- Series
- Mathematical Biology Seminar
- Time
- Wednesday, April 7, 2010 - 11:00am for 1 hour (actually 50 minutes)
- Location
- Skiles 255
- Speaker
- Martha Grover – School of Chemical & Biomolecular Engineering, Georgia Tech
- Organizer
- Leonid Bunimovich
Individual chemical reactions between molecules are inherently stochastic, although for a large collection of molecules, the overall system behavior may appear to be deterministic. When deterministic chemical reaction models are sufficient to describe the behavior of interest, they are a compact way to describe chemical reactions. However, in other cases, these mass-action kinetics models are not applicable, such as when the number of molecules of a particular type is small, or when no closed-form expressions exist to describe the dynamic evolution of overall system properties. The former case is common in biological systems, such as intracellular reactions.
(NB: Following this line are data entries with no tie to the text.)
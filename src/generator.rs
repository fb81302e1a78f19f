//! Document assembly
//!
//! Picks a template, resolves style and titles, renders every section in
//! template order and wraps the result in a standalone HTML page.

use crate::resume::Resume;
use crate::sections::markup::escape_html;
use crate::sections::SectionContext;
use crate::style::{generate_css, resolve_style, ResolvedStyle};
use crate::template::{Template, TemplateRegistry};
use crate::title::TitleResolver;

const SECTION_INDENT: &str = "    ";

/// Options for HTML generation
#[derive(Debug, Clone, Default)]
pub struct GenerateOptions {
    /// Template id; takes precedence over the resume's own `template`
    pub template: Option<String>,
}

impl GenerateOptions {
    /// Create options with defaults
    pub fn new() -> Self {
        Self::default()
    }

    /// Select a template by id
    pub fn with_template(mut self, id: impl Into<String>) -> Self {
        self.template = Some(id.into());
        self
    }
}

fn select_template<'r>(
    resume: &Resume,
    registry: &'r TemplateRegistry,
    options: &GenerateOptions,
) -> &'r Template {
    let id = options.template.as_deref().or(resume.template.as_deref());
    registry.get_or_default(id)
}

fn style_for(resume: &Resume, template: &Template) -> ResolvedStyle {
    resolve_style(resume.style.as_ref(), template.defaults.style.as_ref())
}

/// The style a document for `resume` is rendered with
pub fn resolved_style_for(
    resume: &Resume,
    registry: &TemplateRegistry,
    options: &GenerateOptions,
) -> ResolvedStyle {
    style_for(resume, select_template(resume, registry, options))
}

/// Generate a complete HTML document using the built-in templates
pub fn generate_html(resume: &Resume, options: &GenerateOptions) -> String {
    generate_html_with_registry(resume, &TemplateRegistry::new(), options)
}

/// Generate a complete HTML document, selecting the template from `registry`
pub fn generate_html_with_registry(
    resume: &Resume,
    registry: &TemplateRegistry,
    options: &GenerateOptions,
) -> String {
    let template = select_template(resume, registry, options);
    let style = style_for(resume, template);
    let titles = TitleResolver::new(
        resume.section_titles.as_ref(),
        template.defaults.section_titles.as_ref(),
    );
    let ctx = SectionContext::new(resume, &style, titles);

    let sections_html = template
        .sections
        .iter()
        .map(|section| section.render(&ctx))
        .filter_map(|html| {
            let trimmed = html.trim();
            (!trimmed.is_empty()).then(|| indent_block(trimmed, SECTION_INDENT))
        })
        .collect::<Vec<_>>()
        .join("\n");

    format!(
        r#"<!DOCTYPE html>
<html lang="en">
<head>
  <meta charset="UTF-8">
  <meta name="viewport" content="width=device-width, initial-scale=1.0">
  <title>{title} - Resume</title>
  <style>{css}</style>
</head>
<body>
  <div class="container">
{sections}
  </div>
</body>
</html>"#,
        title = escape_html(&resume.contact.full_name),
        css = generate_css(&style),
        sections = sections_html,
    )
}

/// Prefix every non-empty line of `html` with `indentation`
pub fn indent_block(html: &str, indentation: &str) -> String {
    html.split('\n')
        .map(|line| {
            if line.is_empty() {
                line.to_string()
            } else {
                format!("{indentation}{line}")
            }
        })
        .collect::<Vec<_>>()
        .join("\n")
}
The latter case may occur in either small or large systems, due to a lack of smoothness in the reaction rates. In both cases, kinetic Monte Carlo simulations are a useful tool to predict the evolution of overall system properties of interest. In this talk, an approach will be presented for generating approximate low-order dynamic models from kinetic Monte Carlo simulations. The low-order model describes the dynamic evolution of several expected properties of the system, and thus is not a stochastic model. The method is demonstrated using a kinetic Monte Carlo simulation of atomic cluster formation on a crystalline surface. The extremely high dimension of the molecular state is reduced using linear and nonlinear principal component analysis, and the state space is discretized using clustering, via a self-organizing map. The transitions between the discrete states are then computed using short simulations of the kinetic Monte Carlo simulations. These transitions may depend on external control inputs―in this application, we use dynamic programming to compute the optimal trajectory of gallium flux to achieve a desired surface structure.